Challenges of Connected Health Interoperability
Tuesday, January 25, 2011
| Rob Havasy
About the Author: Rob Havasy (@rob_havasy) is a Business Analyst and mHealth Strategist at the Center for Connected Health.
Recently I had the privilege of joining 130 like-minded Connected Health advocates from across Europe at the Continua Health Alliance European Summit. I was asked to deliver one half of the keynote address on the second day of the conference, splitting the time with John Turner, the CEO of NHS 24 from Scotland, to give perspectives on Connected Health adoption and success from “both sides of the pond.”
European health systems are somewhat of a mystery to Americans, particularly after the recent rancorous debates about our own health system. Broadly painted as “Socialized Medicine,” in fact health systems across Europe have a variety of payment models which vary not only from country to country, but sometimes from region to region within a single nation. And many areas have a similar pay for procedure structure that we have in the United States.
I left the conference (I’m writing this on the plane from Brussels to Montreal on my way home) both encouraged by the success we have had at the Center and by the new areas we are researching.
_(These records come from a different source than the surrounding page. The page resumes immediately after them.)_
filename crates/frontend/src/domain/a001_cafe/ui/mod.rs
pub mod details;
pub mod list;
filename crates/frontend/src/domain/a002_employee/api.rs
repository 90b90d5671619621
use contracts::domain::a002_employee::aggregate::{Employee, EmployeeDto};

use crate::shared::api_utils::encode_segment;
use crate::shared::gateway::{Gateway, GatewayError, HttpRequest, Transport};

/// Fetch all employees
pub async fn fetch_all<T: Transport>(
    gateway: &Gateway<T>,
) -> Result<Vec<Employee>, GatewayError> {
    gateway
        .fetch(HttpRequest::get("/employees/all"))
        .await?
        .ok_or_else(GatewayError::missing_payload)
}

/// Fetch employees of one café
pub async fn fetch_by_cafe<T: Transport>(
    gateway: &Gateway<T>,
    cafe_id: &str,
) -> Result<Vec<Employee>, GatewayError> {
    gateway
        .fetch(HttpRequest::get(format!(
            "/employees?cafeId={}",
            encode_segment(cafe_id)
        )))
        .await?
        .ok_or_else(GatewayError::missing_payload)
}

/// Fetch one employee by id
pub async fn fetch_by_id<T: Transport>(
    gateway: &Gateway<T>,
    id: &str,
) -> Result<Employee, GatewayError> {
    gateway
        .fetch(HttpRequest::get(format!("/employees/{}", encode_segment(id))))
        .await?
        .ok_or(GatewayError::NotFound)
}

/// Create an employee
pub async fn create<T: Transport>(
    gateway: &Gateway<T>,
    dto: &EmployeeDto,
) -> Result<Employee, GatewayError> {
    gateway
        .fetch(HttpRequest::post("/employees", dto)?)
        .await?
        .ok_or_else(GatewayError::missing_payload)
}

/// Replace the editable fields of an employee; returns the updated record
pub async fn update<T: Transport>(
    gateway: &Gateway<T>,
    id: &str,
    dto: &EmployeeDto,
) -> Result<Employee, GatewayError> {
    gateway
        .fetch(HttpRequest::put(
            format!("/employees/{}", encode_segment(id)),
            dto,
        )?)
        .await?
        .ok_or_else(GatewayError::missing_payload)
}

/// Delete an employee
pub async fn delete<T: Transport>(gateway: &Gateway<T>, id: &str) -> Result<(), GatewayError> {
    gateway
        .execute(HttpRequest::delete(format!(
            "/employees/{}",
            encode_segment(id)
        )))
        .await
}
//! Error taxonomy shared by both prediction pipelines

use std::path::PathBuf;
use thiserror::Error;

/// Errors raised while loading bundles, building features or running inference
#[derive(Debug, Clone, PartialEq, Error)]
pub enum PipelineError {
    /// Model contract does not match what the feature builders produce
    #[error("Fatal configuration error: {0}")]
    FatalConfiguration(String),

    /// Bundle manifest or model file could not be loaded
    #[error("Failed to load model bundle {path:?}: {reason}")]
    BundleLoad { path: PathBuf, reason: String },

    /// Neither a full sensor reading nor a history point was supplied
    #[error("Insufficient input: {0}")]
    InsufficientInput(String),

    /// A history row has no usable value for a required sensor column
    #[error("History row {row} has no value for column '{column}' (accepted names: {accepted})")]
    UnresolvableColumn {
        row: usize,
        column: String,
        accepted: String,
    },

    /// Inference attempted without a successfully loaded model
    #[error("Model '{0}' is not loaded")]
    ModelNotLoaded(&'static str),

    /// Sensor values outside their physical domain
    #[error("Invalid input: {0}")]
    InvalidInput(String),

    /// The model backend failed or returned an unusable output
    #[error("Inference failed: {0}")]
    Inference(String),
}

impl PipelineError {
    /// Machine-readable error code reported at the request boundary
    pub fn code(&self) -> &'static str {
        match self {
            PipelineError::FatalConfiguration(_) => "FATAL_CONFIGURATION",
            PipelineError::BundleLoad { .. } => "BUNDLE_LOAD_FAILED",
            PipelineError::InsufficientInput(_) => "INSUFFICIENT_INPUT",
            PipelineError::UnresolvableColumn { .. } => "UNRESOLVABLE_COLUMN",
            PipelineError::ModelNotLoaded(_) => "MODEL_NOT_LOADED",
            PipelineError::InvalidInput(_) => "INVALID_INPUT",
            PipelineError::Inference(_) => "INFERENCE_FAILED",
        }
    }

    /// Returns true if the error was caused by the request rather than the deployment
    pub fn is_client_error(&self) -> bool {
        matches!(
            self,
            PipelineError::InsufficientInput(_)
                | PipelineError::UnresolvableColumn { .. }
                | PipelineError::InvalidInput(_)
        )
    }

    pub(crate) fn bundle_load(path: impl Into<PathBuf>, reason: impl std::fmt::Display) -> Self {
        PipelineError::BundleLoad {
            path: path.into(),
            reason: reason.to_string(),
        }
    }

    pub(crate) fn inference(err: anyhow::Error) -> Self {
        PipelineError::Inference(format!("{:#}", err))
    }
}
I also left more certain than ever that we are all trying to figure out Connected Health solutions together, in America, Europe, and elsewhere, and experiencing many of the same problems along the way.
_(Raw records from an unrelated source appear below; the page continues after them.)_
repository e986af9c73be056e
//! Integration tests for the service HTTP endpoints

use anyhow::Result;
use aqua_ai_service::api::{create_router, AppState};
use aqua_lib::{
    classifier::{
        ClassificationPipeline, ClassifierModel, ProbabilityModel, CLASSIFICATION_FEATURES,
    },
    forecast::{ForecastPipeline, ForecastSchema, RegressionModel},
    health::components,
    AquaEngine, CalibrationConstants, FeatureSchema, HealthRegistry, ServiceMetrics,
    StructuredLogger,
};
use axum::{
    body::Body,
    http::{header, Request, StatusCode},
    Router,
};
use serde_json::{json, Value};
use std::sync::Arc;
use tower::ServiceExt;

/// Class 2 (POOR) when pH is far from neutral, class 1 (GOOD) otherwise
struct PhThreshold;

impl ProbabilityModel for PhThreshold {
    fn predict_proba(&self, row: &[f64]) -> Result<Vec<f64>> {
        // Schema below puts pH first
        if (row[0] - 7.5).abs() > 2.0 {
            Ok(vec![0.05, 0.15, 0.8])
        } else {
            Ok(vec![0.1, 0.85, 0.05])
        }
    }
}

/// Predicts the newest lag plus a fixed drift
struct Drift;

impl RegressionModel for Drift {
    fn predict(&self, row: &[f64]) -> Result<Vec<f64>> {
        Ok(vec![row[0] + 0.1, row[1] + 1.0, row[2] - 0.5])
    }
}

fn full_engine() -> AquaEngine {
    let mut names = vec!["pH"];
    names.extend(CLASSIFICATION_FEATURES.iter().filter(|n| **n != "pH"));
    let classification = ClassificationPipeline::new(
        FeatureSchema::new(names).unwrap(),
        CalibrationConstants::default(),
        ClassifierModel::Probabilistic(Box::new(PhThreshold)),
    )
    .unwrap()
    .with_version("wqd-test");

    let forecast = ForecastPipeline::new(
        FeatureSchema::new([
            "water_pH_lag1",
            "turbidity_ntu_lag1",
            "water_temp_lag1",
            "hour",
            "dayofweek",
        ])
        .unwrap(),
        ForecastSchema::default(),
        Box::new(Drift),
    )
    .unwrap()
    .with_version("forecast-test");

    AquaEngine::new(Some(classification), Some(forecast))
}

async fn setup_test_app(engine: AquaEngine) -> (Router, Arc<AppState>) {
    let health_registry = HealthRegistry::new();
    health_registry.register(components::CLASSIFIER).await;
    health_registry.register(components::FORECASTER).await;
    health_registry.set_ready(true).await;

    let state = Arc::new(AppState::new(
        Arc::new(engine),
        health_registry,
        ServiceMetrics::new(),
        StructuredLogger::new("aqua-test"),
    ));
    (create_router(state.clone()), state)
}

async fn send(app: Router, request: Request<Body>) -> (StatusCode, Value) {
    let response = app.oneshot(request).await.unwrap();
    let status = response.status();
    let body = axum::body::to_bytes(response.into_body(), usize::MAX)
        .await
        .unwrap();
    let value = serde_json::from_slice(&body).unwrap_or(Value::Null);
    (status, value)
}

fn get(uri: &str) -> Request<Body> {
    Request::builder().uri(uri).body(Body::empty()).unwrap()
}

fn post_json(uri: &str, body: Value) -> Request<Body> {
    Request::builder()
        .method("POST")
        .uri(uri)
        .header(header::CONTENT_TYPE, "application/json")
        .body(Body::from(body.to_string()))
        .unwrap()
}

#[tokio::test]
async fn test_health_reports_models_and_forecast_meta() {
    let (app, _state) = setup_test_app(full_engine()).await;
    let (status, body) = send(app, get("/health")).await;

    assert_eq!(status, StatusCode::OK);
    assert_eq!(body["success"], true);
    assert_eq!(body["models"]["classification_loaded"], true);
    assert_eq!(body["models"]["forecast_loaded"], true);
    assert_eq!(body["forecast_meta"]["n_lags"], 6);
    assert_eq!(body["forecast_meta"]["horizon_steps"], 1);
    assert_eq!(body["forecast_meta"]["horizon_minutes"], 30);
    assert_eq!(
        body["forecast_meta"]["sensor_cols"],
        json!(["water_pH", "turbidity_ntu", "water_temp"])
    );
}

#[tokio::test]
async fn test_predict_good_water() {
    let (app, _state) = setup_test_app(full_engine()).await;
    let (status, body) = send(
        app,
        post_json(
            "/predict",
            json!({"ph": 7.5, "turbidity": 10.0, "temperature": 27.0}),
        ),
    )
    .await;

    assert_eq!(status, StatusCode::OK);
    assert_eq!(body["success"], true);
    assert_eq!(body["water_quality_label"], "GOOD");
    assert_eq!(body["water_quality_class"], 1);
    assert_eq!(body["confidence"], 0.85);
    assert_eq!(body["recommend"], "PUMP_OFF");
    assert_eq!(body["duration"], 0);
    assert_eq!(body["details"]["ph"], 7.5);
    assert_eq!(body["details"]["stress_score"], 0.25);
}

#[tokio::test]
async fn test_predict_poor_water_turns_pump_on() {
    let (app, _state) = setup_test_app(full_engine()).await;
    let (status, body) = send(
        app,
        post_json(
            "/predict",
            json!({"ph": 4.0, "turbidity": 60.0, "temperature": 35.0}),
        ),
    )
    .await;

    assert_eq!(status, StatusCode::OK);
    assert_eq!(body["water_quality_label"], "POOR");
    assert_eq!(body["recommend"], "PUMP_ON");
    assert_eq!(body["duration"], 119);
}

#[tokio::test]
async fn test_predict_rejects_malformed_body() {
    let (app, _state) = setup_test_app(full_engine()).await;
    let (status, body) = send(app, post_json("/predict", json!({"ph": 7.0}))).await;

    assert_eq!(status, StatusCode::BAD_REQUEST);
    assert_eq!(body["success"], false);
    assert_eq!(body["error"]["code"], "INVALID_INPUT");
}

#[tokio::test]
async fn test_predict_rejects_negative_turbidity() {
    let (app, _state) = setup_test_app(full_engine()).await;
    let (status, body) = send(
        app,
        post_json(
            "/predict",
            json!({"ph": 7.0, "turbidity": -1.0, "temperature": 27.0}),
        ),
    )
    .await;

    assert_eq!(status, StatusCode::BAD_REQUEST);
    assert_eq!(body["error"]["code"], "INVALID_INPUT");
}

#[tokio::test]
async fn test_forecast_from_current_reading() {
    let (app, _state) = setup_test_app(full_engine()).await;
    let (status, body) = send(
        app,
        post_json(
            "/forecast",
            json!({"ph": 7.0, "turbidity": 20.0, "temperature": 28.0}),
        ),
    )
    .await;

    assert_eq!(status, StatusCode::OK);
    assert_eq!(body["success"], true);
    assert_eq!(body["horizon_minutes"], 30);
    assert_eq!(body["ph"], 7.1);
    assert_eq!(body["turbidity"], 21.0);
    assert_eq!(body["temperature"], 27.5);
}

#[tokio::test]
async fn test_forecast_from_aliased_history() {
    let (app, _state) = setup_test_app(full_engine()).await;
    let history = json!([
        {"timestamp": "2024-05-07T08:30:00+07:00", "pH": 7.4, "turb": 12.0, "temp": 26.0},
        {"timestamp": "2024-05-07T08:00:00+07:00", "pH": 7.2, "turb": 11.0, "temp": 25.5},
    ]);
    let (status, body) = send(app, post_json("/forecast", json!({ "history": history }))).await;

    // Rows are sorted by timestamp, so the 08:30 row is the newest lag
    assert_eq!(status, StatusCode::OK);
    assert_eq!(body["ph"], 7.5);
    assert_eq!(body["turbidity"], 13.0);
    assert_eq!(body["temperature"], 25.5);
}

#[tokio::test]
async fn test_forecast_without_input_is_insufficient() {
    let (app, _state) = setup_test_app(full_engine()).await;
    let (status, body) = send(app, post_json("/forecast", json!({"ph": 7.0}))).await;

    assert_eq!(status, StatusCode::BAD_REQUEST);
    assert_eq!(body["error"]["code"], "INSUFFICIENT_INPUT");
}

#[tokio::test]
async fn test_forecast_unresolvable_history_column() {
    let (app, _state) = setup_test_app(full_engine()).await;
    let history = json!([
        {"ph": 7.0, "turbidity": 10.0, "temperature": 27.0},
        {"ph": 7.1, "salinity": 3.0, "temperature": 27.2},
    ]);
    let (status, body) = send(
        app,
        post_json(
            "/forecast",
            json!({"ph": 7.1, "turbidity": 10.0, "temperature": 27.2, "history": history}),
        ),
    )
    .await;

    assert_eq!(status, StatusCode::BAD_REQUEST);
    assert_eq!(body["error"]["code"], "UNRESOLVABLE_COLUMN");
    assert!(body["error"]["message"]
        .as_str()
        .unwrap()
        .contains("turbidity_ntu"));
}

#[tokio::test]
async fn test_missing_model_returns_service_unavailable() {
    let (app, _state) = setup_test_app(AquaEngine::default()).await;

    let (status, body) = send(
        app.clone(),
        post_json(
            "/predict",
            json!({"ph": 7.5, "turbidity": 10.0, "temperature": 27.0}),
        ),
    )
    .await;
    assert_eq!(status, StatusCode::SERVICE_UNAVAILABLE);
    assert_eq!(body["error"]["code"], "MODEL_NOT_LOADED");

    let (status, body) = send(app, get("/health")).await;
    assert_eq!(status, StatusCode::OK);
    assert_eq!(body["models"]["classification_loaded"], false);
    assert_eq!(body["forecast_meta"]["n_lags"], 6);
    assert_eq!(body["forecast_meta"]["horizon_minutes"], 30);
    assert!(body["forecast_meta"].get("version").is_none());
}

#[tokio::test]
async fn test_healthz_and_readyz() {
    let (app, state) = setup_test_app(full_engine()).await;

    let (status, body) = send(app.clone(), get("/healthz")).await;
    assert_eq!(status, StatusCode::OK);
    assert_eq!(body["status"], "healthy");

    let (status, body) = send(app.clone(), get("/readyz")).await;
    assert_eq!(status, StatusCode::OK);
    assert_eq!(body["ready"], true);

    state
        .health_registry
        .set_unhealthy(components::FORECASTER, "bundle missing")
        .await;

    let (status, _) = send(app.clone(), get("/healthz")).await;
    assert_eq!(status, StatusCode::SERVICE_UNAVAILABLE);

    let (status, body) = send(app, get("/readyz")).await;
    assert_eq!(status, StatusCode::SERVICE_UNAVAILABLE);
    assert_eq!(body["ready"], false);
}

#[tokio::test]
async fn test_metrics_endpoint() {
    let (app, _state) = setup_test_app(full_engine()).await;
    let _ = send(
        app.clone(),
        post_json(
            "/predict",
            json!({"ph": 7.5, "turbidity": 10.0, "temperature": 27.0}),
        ),
    )
    .await;

    let response = app.oneshot(get("/metrics")).await.unwrap();
    assert_eq!(response.status(), StatusCode::OK);
    let content_type = response.headers()[header::CONTENT_TYPE].to_str().unwrap().to_string();
    assert!(content_type.starts_with("text/plain"));

    let body = axum::body::to_bytes(response.into_body(), usize::MAX)
        .await
        .unwrap();
    let text = String::from_utf8(body.to_vec()).unwrap();
    assert!(text.contains("aqua_classifications_total"));
    assert!(text.contains("aqua_inference_latency_seconds"));
}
One of the themes which emerged was a growing frustration with the lack of interoperability, not just between the latest devices, but between emerging devices and existing communications networks. Whether people were experiencing difficulties getting devices built for analog phone lines to work in the new digital phone-line world or recent wireless devices only working with one type of sensor that physicians won’t support, this idea of interoperability came up again and again.
A few months ago I was being interviewed for an article and I remarked, regarding the state of communications technology that we are faced with today: “At least we used to be able to count on a landline. Now it seems that every patient has a slightly different combination of phone provider, wiring, and services.”
In the months since I have become even more convinced that this increasing complexity, driven by the proliferation of communication services available to consumers, is the largest technical hurdle to broad Connected Health adoption that we face. Here in Boston we are both blessed and cursed with a very competitive communications environment. Many residents of Boston and surrounding towns can choose to get their television service from up to five companies (cable and satellite); their broadband from three or four companies; and in-home telephone service from another three or four companies. Or they could abandon their landline phone all together and go cellular only, or even choose from one of the broadband phone companies like Vonage.
One of the problems we face daily at the Center is not the lack of some new device or some awesome new wireless communication method. It’s the difficulty of getting a simple and inexpensive combination of devices into someone’s home that doesn’t require outside technical experts to help install and use them. As Dr. George Crooks, Medical Director/COO of the Scottish Ambulance Service/NHS 24 and Director of the Scottish National Telemedicine Center put it at the Continua conference, “If we could only deploy the technology we had five years ago we’d all be better off.”
By far, the biggest problem we are experiencing is mixing devices built for an analog world with new digital phone services and old in-home wiring. Not to be confused with Voice Over IP (VOIP) services like Vonage, digital phone services are typically provided by the phone or cable company in an area. In principle, these services should be fully backwards compatible and should work with any equipment designed for traditional phone lines. And in a near perfect environment, they do. I have tested all of our analog equipment with two different digital phone service providers in my own home and it has always worked. But I have also rewired the entire phone system in my home myself, so I know the connections are good. In practice though, we are increasingly finding that these devices do not work for our patients without significant, and expensive, technical interventions and this is a troubling trend. For decades the traditional landline telephone was the communications workhorse of the home. And, analog or digital, when it works, it remains the least expensive and most robust way to get data to or from a patient’s home, and the simplest way to avoid shifting the cost of the data transfer onto the patient, through the use of toll-free calling numbers. In fact, through the use of a toll-free number, a patient who hasn’t paid their bill can still send data over a traditional analog line. In an article in the January 1 edition, The Economist pointed to a survey by a British telecom firm which determined that the biggest factor determining the total amount of time people spent making phone calls, and indeed the mix of landline and wireless minutes they use to make those calls is cost (Hanging Up, The Economist, January 1, 2011, p.50). I believe therefore, that the landline phone, digital or otherwise, will remain the primary communications channel for a large portion of the most cost-sensitive people, like those with one or more chronic illnesses, for a long while.
I encourage anyone looking to enter the growing field of Connected Health to think about interoperability and ease-of-use first; new technology can come second. Hospitals and health systems will be under increasing pressure over the coming years to reduce costs. While Connected Health solutions often demonstrate cost savings versus traditional care models, in the coming years that won’t be enough as Connected Health operations themselves will be pressed to reduce costs just like every other part of the healthcare system. These cost reductions will only be possible when we can build economies of scale by broadly deploying many interoperable and easy-to-use communications devices to the greatest number of patients.